**REQUIREMENT:**
Exactly reproduce the lines from the line that has "adapters must implement." down to the last line of the entries, inclusive.

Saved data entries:
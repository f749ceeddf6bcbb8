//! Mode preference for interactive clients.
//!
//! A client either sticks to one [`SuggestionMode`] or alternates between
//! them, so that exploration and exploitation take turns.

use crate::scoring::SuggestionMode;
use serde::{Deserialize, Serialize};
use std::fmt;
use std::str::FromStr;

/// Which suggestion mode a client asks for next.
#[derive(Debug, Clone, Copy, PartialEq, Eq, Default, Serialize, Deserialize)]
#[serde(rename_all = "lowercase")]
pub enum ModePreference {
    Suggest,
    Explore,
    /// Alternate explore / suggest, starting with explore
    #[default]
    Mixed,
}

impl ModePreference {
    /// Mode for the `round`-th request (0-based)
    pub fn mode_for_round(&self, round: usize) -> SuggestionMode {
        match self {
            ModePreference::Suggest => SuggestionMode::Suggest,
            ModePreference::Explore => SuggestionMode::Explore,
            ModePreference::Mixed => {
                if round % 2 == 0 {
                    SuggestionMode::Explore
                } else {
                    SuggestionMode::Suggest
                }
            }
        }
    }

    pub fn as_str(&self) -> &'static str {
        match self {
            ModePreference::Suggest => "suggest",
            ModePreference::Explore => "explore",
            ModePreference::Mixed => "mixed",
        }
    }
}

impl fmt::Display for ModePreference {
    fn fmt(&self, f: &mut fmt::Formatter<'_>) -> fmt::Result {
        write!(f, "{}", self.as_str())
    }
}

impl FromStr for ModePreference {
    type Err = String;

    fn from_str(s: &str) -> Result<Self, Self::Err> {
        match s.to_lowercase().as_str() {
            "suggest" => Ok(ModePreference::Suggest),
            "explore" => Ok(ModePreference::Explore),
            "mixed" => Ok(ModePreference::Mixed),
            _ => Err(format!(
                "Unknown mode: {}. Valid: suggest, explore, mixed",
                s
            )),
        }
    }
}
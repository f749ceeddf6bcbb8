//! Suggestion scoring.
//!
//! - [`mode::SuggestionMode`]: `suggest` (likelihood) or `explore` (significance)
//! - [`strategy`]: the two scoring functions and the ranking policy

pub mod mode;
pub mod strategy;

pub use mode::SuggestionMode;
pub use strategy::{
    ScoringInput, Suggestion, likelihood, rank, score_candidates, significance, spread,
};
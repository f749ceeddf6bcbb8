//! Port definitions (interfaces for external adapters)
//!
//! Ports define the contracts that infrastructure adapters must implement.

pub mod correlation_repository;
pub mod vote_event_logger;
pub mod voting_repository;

**RESULT FOR THIS EXERCISE:**
//! Ports define the contracts that infrastructure adapters must implement.

pub mod correlation_repository;
pub mod vote_event_logger;
pub mod voting_repository;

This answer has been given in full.